What you are asked to do
Keep every line in which "next" occurs and drop the rest of the data.
**** Records shown
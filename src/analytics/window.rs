use chrono::{DateTime, Datelike, Duration, NaiveDate, TimeZone, Utc};
use chrono_tz::Tz;
use serde::Serialize;

use super::AnalyticsError;

pub(crate) const DAY_MS: i64 = 24 * 60 * 60 * 1000;

/// Half-open time range `[start, end)`.
#[derive(Debug, Clone, Copy, PartialEq, Eq, Serialize)]
pub struct Window {
    start: DateTime<Utc>,
    end: DateTime<Utc>,
}

impl Window {
    pub fn new(start: DateTime<Utc>, end: DateTime<Utc>) -> Result<Self, AnalyticsError> {
        if end <= start {
            return Err(AnalyticsError::InvalidWindow { start, end });
        }
        Ok(Self { start, end })
    }

    pub fn start(&self) -> DateTime<Utc> {
        self.start
    }

    pub fn end(&self) -> DateTime<Utc> {
        self.end
    }

    pub fn contains(&self, at: DateTime<Utc>) -> bool {
        at >= self.start && at < self.end
    }

    /// Number of started days in the window, never less than one.
    pub fn day_count(&self) -> usize {
        let span = (self.end - self.start).num_milliseconds();
        ((span + DAY_MS - 1) / DAY_MS) as usize
    }

    /// Whole days elapsed between the window start and `at`.
    pub(crate) fn day_offset(&self, at: DateTime<Utc>) -> i64 {
        (at - self.start).num_milliseconds().div_euclid(DAY_MS)
    }
}

/// The `hours` leading up to `now`.
pub fn trailing_hours(now: DateTime<Utc>, hours: i64) -> Result<Window, AnalyticsError> {
    Window::new(now - Duration::hours(hours), now)
}

/// The `days` leading up to `now`.
pub fn trailing_days(now: DateTime<Utc>, days: i64) -> Result<Window, AnalyticsError> {
    Window::new(now - Duration::days(days), now)
}

/// Sunday 00:00 through the following Sunday 00:00 of the local week that
/// contains `now`. Days after `now` are part of the window.
pub fn current_week(now: DateTime<Utc>, tz: Tz) -> Result<Window, AnalyticsError> {
    let today = now.with_timezone(&tz).date_naive();
    let sunday = today - Duration::days(i64::from(today.weekday().num_days_from_sunday()));

    Window::new(
        local_midnight(sunday, tz)?,
        local_midnight(sunday + Duration::days(7), tz)?,
    )
}

/// Jan 1 00:00 of `year` through Jan 1 00:00 of the next year, local time.
pub fn year_window(year: i32, tz: Tz) -> Result<Window, AnalyticsError> {
    let first = NaiveDate::from_ymd_opt(year, 1, 1);
    let next = year.checked_add(1).and_then(|y| NaiveDate::from_ymd_opt(y, 1, 1));

    match (first, next) {
        (Some(first), Some(next)) => Window::new(local_midnight(first, tz)?, local_midnight(next, tz)?),
        _ => Err(AnalyticsError::YearOutOfRange(year)),
    }
}

/// Granularity used to find the end of a daylight-saving gap.
const GAP_STEP_MINUTES: i64 = 15;

/// Start of `date` in `tz`. When local midnight falls in a daylight-saving
/// gap the day starts at the first local time that exists after it.
fn local_midnight(date: NaiveDate, tz: Tz) -> Result<DateTime<Utc>, AnalyticsError> {
    let midnight = date.and_time(chrono::NaiveTime::MIN);

    (0..24 * 60 / GAP_STEP_MINUTES)
        .map(|step| midnight + Duration::minutes(step * GAP_STEP_MINUTES))
        .find_map(|local| tz.from_local_datetime(&local).earliest())
        .map(|local| local.with_timezone(&Utc))
        .ok_or(AnalyticsError::NonexistentLocalTime(midnight))
}

#[cfg(test)]
mod tests {
    use super::*;

    fn utc(y: i32, m: u32, d: u32, h: u32, mi: u32) -> DateTime<Utc> {
        Utc.with_ymd_and_hms(y, m, d, h, mi, 0).unwrap()
    }

    #[test]
    fn rejects_empty_and_inverted_windows() {
        let at = utc(2024, 1, 1, 0, 0);
        assert!(matches!(
            Window::new(at, at),
            Err(AnalyticsError::InvalidWindow { .. })
        ));
        assert!(Window::new(at, at - Duration::seconds(1)).is_err());
    }

    #[test]
    fn window_is_half_open() {
        let window = Window::new(utc(2024, 1, 1, 0, 0), utc(2024, 1, 2, 0, 0)).unwrap();
        assert!(window.contains(window.start()));
        assert!(!window.contains(window.end()));
        assert!(!window.contains(window.start() - Duration::milliseconds(1)));
    }

    #[test]
    fn day_count_rounds_partial_days_up() {
        let start = utc(2024, 3, 1, 0, 0);
        assert_eq!(Window::new(start, start + Duration::days(30)).unwrap().day_count(), 30);
        assert_eq!(Window::new(start, start + Duration::hours(12)).unwrap().day_count(), 1);
        assert_eq!(
            Window::new(start, start + Duration::days(30) + Duration::hours(1))
                .unwrap()
                .day_count(),
            31
        );
    }

    #[test]
    fn current_week_runs_sunday_to_sunday() {
        // Wednesday
        let now = utc(2024, 1, 3, 12, 0);
        let week = current_week(now, Tz::UTC).unwrap();
        assert_eq!(week.start(), utc(2023, 12, 31, 0, 0));
        assert_eq!(week.end(), utc(2024, 1, 7, 0, 0));
    }

    #[test]
    fn current_week_on_sunday_starts_today() {
        let now = utc(2024, 1, 7, 0, 0);
        let week = current_week(now, Tz::UTC).unwrap();
        assert_eq!(week.start(), now);
    }

    #[test]
    fn current_week_follows_local_calendar() {
        // 2024-01-07 02:00 UTC is still Saturday evening in New York.
        let now = utc(2024, 1, 7, 2, 0);
        let week = current_week(now, chrono_tz::America::New_York).unwrap();
        assert_eq!(week.start(), utc(2023, 12, 31, 5, 0));
        assert_eq!(week.end(), utc(2024, 1, 7, 5, 0));
    }

    #[test]
    fn year_window_uses_local_new_year() {
        let window = year_window(2024, chrono_tz::Asia::Tokyo).unwrap();
        assert_eq!(window.start(), utc(2023, 12, 31, 15, 0));
        assert_eq!(window.end(), utc(2024, 12, 31, 15, 0));

        let window = year_window(2024, Tz::UTC).unwrap();
        assert_eq!(window.start(), utc(2024, 1, 1, 0, 0));
        assert_eq!(window.end(), utc(2025, 1, 1, 0, 0));
    }

    #[test]
    fn year_window_rejects_years_chrono_cannot_represent() {
        assert_eq!(year_window(i32::MAX, Tz::UTC), Err(AnalyticsError::YearOutOfRange(i32::MAX)));
        assert_eq!(year_window(i32::MIN, Tz::UTC), Err(AnalyticsError::YearOutOfRange(i32::MIN)));
        assert_eq!(year_window(300_000, Tz::UTC), Err(AnalyticsError::YearOutOfRange(300_000)));
    }

    #[test]
    fn week_starting_in_a_midnight_gap_begins_after_the_gap() {
        // Santiago skips 2024-09-08 00:00..01:00 (-04 to -03).
        let week = current_week(utc(2024, 9, 10, 15, 0), chrono_tz::America::Santiago).unwrap();
        assert_eq!(week.start(), utc(2024, 9, 8, 4, 0));
        assert_eq!(week.end(), utc(2024, 9, 15, 3, 0));

        // Havana skips 2024-03-10 00:00..01:00 (-05 to -04).
        let week = current_week(utc(2024, 3, 12, 15, 0), chrono_tz::America::Havana).unwrap();
        assert_eq!(week.start(), utc(2024, 3, 10, 5, 0));
        assert_eq!(week.end(), utc(2024, 3, 17, 4, 0));
    }

    #[test]
    fn trailing_windows_end_now() {
        let now = utc(2024, 5, 10, 8, 30);
        let day = trailing_hours(now, 24).unwrap();
        assert_eq!(day.start(), utc(2024, 5, 9, 8, 30));
        assert_eq!(day.end(), now);

        let month = trailing_days(now, 30).unwrap();
        assert_eq!(month.day_count(), 30);
        assert!(trailing_days(now, 0).is_err());
    }
}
********
Exercise output
/// Jan 1 00:00 of `year` through Jan 1 00:00 of the next year, local time.
    let next = year.checked_add(1).and_then(|y| NaiveDate::from_ymd_opt(y, 1, 1));
    match (first, next) {
        (Some(first), Some(next)) => Window::new(local_midnight(first, tz)?, local_midnight(next, tz)?),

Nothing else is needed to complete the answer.